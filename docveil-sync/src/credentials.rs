//! Bearer credential lifecycle.
//!
//! A [`CredentialProvider`] knows how to obtain a fresh token. The
//! [`CredentialManager`] caches it and hands it to store calls; when the
//! store rejects a token the manager is invalidated and asked again.

use crate::error::{SyncError, SyncResult};
use async_trait::async_trait;
use std::sync::Arc;
use tokio::sync::RwLock;
use tracing::{debug, warn};

/// Source of bearer tokens for the blob store.
#[async_trait]
pub trait CredentialProvider: Send + Sync {
    /// Obtains a new token. Called when nothing is cached.
    async fn fetch_token(&self) -> SyncResult<String>;
}

/// Provider that always returns the same token.
#[derive(Clone, Debug)]
pub struct StaticToken(String);

impl StaticToken {
    pub fn new(token: impl Into<String>) -> Self {
        Self(token.into())
    }
}

#[async_trait]
impl CredentialProvider for StaticToken {
    async fn fetch_token(&self) -> SyncResult<String> {
        if self.0.is_empty() {
            return Err(SyncError::AuthRequired);
        }
        Ok(self.0.clone())
    }
}

/// Caches the current bearer token and refreshes it on demand.
pub struct CredentialManager {
    provider: Arc<dyn CredentialProvider>,
    token: RwLock<Option<String>>,
}

impl CredentialManager {
    pub fn new(provider: Arc<dyn CredentialProvider>) -> Self {
        Self {
            provider,
            token: RwLock::new(None),
        }
    }

    /// Returns the cached token, fetching one if needed.
    pub async fn bearer_token(&self) -> SyncResult<String> {
        {
            let token = self.token.read().await;
            if let Some(ref t) = *token {
                return Ok(t.clone());
            }
        }
        self.refresh().await
    }

    /// Forces a fetch from the provider.
    pub async fn refresh(&self) -> SyncResult<String> {
        let fresh = self.provider.fetch_token().await.map_err(|e| {
            warn!("credential fetch failed: {e}");
            e
        })?;
        debug!("bearer token refreshed");

        let mut token = self.token.write().await;
        *token = Some(fresh.clone());
        Ok(fresh)
    }

    /// Drops the cached token so the next call fetches a new one.
    pub async fn invalidate(&self) {
        let mut token = self.token.write().await;
        *token = None;
    }

    /// Returns true if a token is cached.
    pub async fn has_token(&self) -> bool {
        self.token.read().await.is_some()
    }
}
//! Instance Materializer (spec.md §4.3): emits instance-qualified nodes
//! and edges for one `Instance`, recursively inlining nested Devices.

use crate::compiler::device::ExpandedDevice;
use crate::error::Result;
use crate::graph::{AttributeValue, CompiledGraph};
use crate::model::{Component, ComponentKind, Device, Instance};
use std::collections::HashMap;

fn kind_str(kind: ComponentKind) -> &'static str {
    match kind {
        ComponentKind::Cpu => "cpu",
        ComponentKind::Xpu => "xpu",
        ComponentKind::Nic => "nic",
        ComponentKind::Switch => "switch",
        ComponentKind::Port => "port",
        ComponentKind::Custom => "custom",
        ComponentKind::Device => "device",
    }
}

fn type_attr(component: &Component) -> AttributeValue {
    match component.kind {
        ComponentKind::Custom => {
            AttributeValue::from(component.custom_type.clone().unwrap_or_default())
        }
        other => AttributeValue::from(kind_str(other)),
    }
}

/// Materialize one `Instance` into `graph`: all replicas, all non-nested
/// component nodes, all nested-Device inlining, and every intra-device
/// edge re-qualified with the instance prefix.
pub fn materialize(
    graph: &mut CompiledGraph,
    instance: &Instance,
    device: &Device,
    devices: &HashMap<&str, &Device>,
    expanded_devices: &HashMap<&str, ExpandedDevice>,
) -> Result<()> {
    for idx in 0..instance.count {
        let prefix = format!("{}.{idx}", instance.name);
        materialize_device(
            graph,
            &prefix,
            device,
            devices,
            expanded_devices,
            &instance.name,
            idx,
        )?;
    }
    tracing::info!(
        instance = %instance.name,
        device = %instance.device,
        replicas = instance.count,
        "materialized instance"
    );
    Ok(())
}

/// Recursively emit nodes and edges for `device` rooted at `prefix`.
/// `prefix` is `instance.idx` for the top-level call and
/// `instance.idx.component.idx[...]` for each nested-Device recursion.
fn materialize_device(
    graph: &mut CompiledGraph,
    prefix: &str,
    device: &Device,
    devices: &HashMap<&str, &Device>,
    expanded_devices: &HashMap<&str, ExpandedDevice>,
    instance_name: &str,
    instance_idx: u32,
) -> Result<()> {
    for component in &device.components {
        for idx in 0..component.count {
            let node_prefix = format!("{prefix}.{}.{idx}", component.name);
            if component.kind == ComponentKind::Device {
                let nested = devices
                    .get(component.name.as_str())
                    .copied()
                    .expect("nested device existence already validated");
                materialize_device(
                    graph,
                    &node_prefix,
                    nested,
                    devices,
                    expanded_devices,
                    instance_name,
                    instance_idx,
                )?;
            } else {
                let mut attrs = HashMap::with_capacity(4);
                attrs.insert("type".to_string(), type_attr(component));
                attrs.insert("instance".to_string(), AttributeValue::from(instance_name));
                attrs.insert(
                    "instance_idx".to_string(),
                    AttributeValue::from(i64::from(instance_idx)),
                );
                attrs.insert("device".to_string(), AttributeValue::from(device.name.as_str()));
                graph.add_node(node_prefix, attrs)?;
            }
        }
    }

    let table = expanded_devices
        .get(device.name.as_str())
        .expect("device expansion table computed for every device up front");
    for edge in table {
        let from = format!("{prefix}.{}", edge.from);
        let to = format!("{prefix}.{}", edge.to);
        graph.add_edge(&from, &to, edge.link.clone(), &device.name)?;
    }

    Ok(())
}

#[cfg(test)]
mod tests {
    use super::*;
    use crate::compiler::device::expand_device;
    use crate::model::{DeviceEdge, DeviceEndpoint, Link, Scheme};

    fn link(name: &str) -> Link {
        Link {
            name: name.to_string(),
            description: String::new(),
            physical: Default::default(),
        }
    }

    fn component(name: &str, count: u32, kind: ComponentKind) -> Component {
        Component {
            name: name.to_string(),
            description: String::new(),
            count,
            kind,
            custom_type: None,
            external: None,
        }
    }

    #[test]
    fn single_host_single_nic_single_port() {
        let nic_device = Device {
            name: "nic".to_string(),
            description: String::new(),
            components: vec![component("port", 1, ComponentKind::Port)],
            links: vec![],
            edges: vec![],
        };
        let server = Device {
            name: "server".to_string(),
            description: String::new(),
            components: vec![
                component("cpu", 1, ComponentKind::Cpu),
                component("nic", 1, ComponentKind::Device),
            ],
            links: vec![link("pcie")],
            edges: vec![DeviceEdge {
                scheme: Scheme::One2One,
                link: "pcie".to_string(),
                ep1: DeviceEndpoint { component: "cpu".to_string() },
                ep2: DeviceEndpoint { component: "nic.port".to_string() },
            }],
        };

        let mut devices = HashMap::new();
        devices.insert("nic", &nic_device);
        devices.insert("server", &server);

        let mut expanded = HashMap::new();
        expanded.insert("nic", expand_device(&nic_device, &devices).unwrap());
        expanded.insert("server", expand_device(&server, &devices).unwrap());

        let instance = Instance {
            name: "h".to_string(),
            device: "server".to_string(),
            count: 1,
        };

        let mut graph = CompiledGraph::new();
        materialize(&mut graph, &instance, &server, &devices, &expanded).unwrap();

        assert!(graph.contains_node("h.0.cpu.0"));
        assert!(graph.contains_node("h.0.nic.0.port.0"));
        assert_eq!(graph.node_count(), 2);
        assert_eq!(
            graph.neighbors("h.0.cpu.0").unwrap(),
            vec!["h.0.nic.0.port.0"]
        );
    }

    #[test]
    fn replication_does_not_cross_instance_edges() {
        let device = Device {
            name: "box".to_string(),
            description: String::new(),
            components: vec![
                component("a", 1, ComponentKind::Cpu),
                component("b", 1, ComponentKind::Nic),
            ],
            links: vec![link("l")],
            edges: vec![DeviceEdge {
                scheme: Scheme::One2One,
                link: "l".to_string(),
                ep1: DeviceEndpoint { component: "a".to_string() },
                ep2: DeviceEndpoint { component: "b".to_string() },
            }],
        };
        let mut devices = HashMap::new();
        devices.insert("box", &device);
        let mut expanded = HashMap::new();
        expanded.insert("box", expand_device(&device, &devices).unwrap());

        let instance = Instance {
            name: "i".to_string(),
            device: "box".to_string(),
            count: 3,
        };

        let mut graph = CompiledGraph::new();
        materialize(&mut graph, &instance, &device, &devices, &expanded).unwrap();

        assert_eq!(graph.node_count(), 6);
        assert_eq!(graph.edge_count(), 3);
        for idx in 0..3 {
            assert_eq!(
                graph.neighbors(&format!("i.{idx}.a.0")).unwrap(),
                vec![format!("i.{idx}.b.0")]
            );
        }
    }
}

● ● ● ● ● ● ●

WHAT THE TASK ASKS: Search the data above for the string "struct" and copy each line that has it.

WRITTEN REPLY:
pub struct StaticToken(String);
pub struct CredentialManager {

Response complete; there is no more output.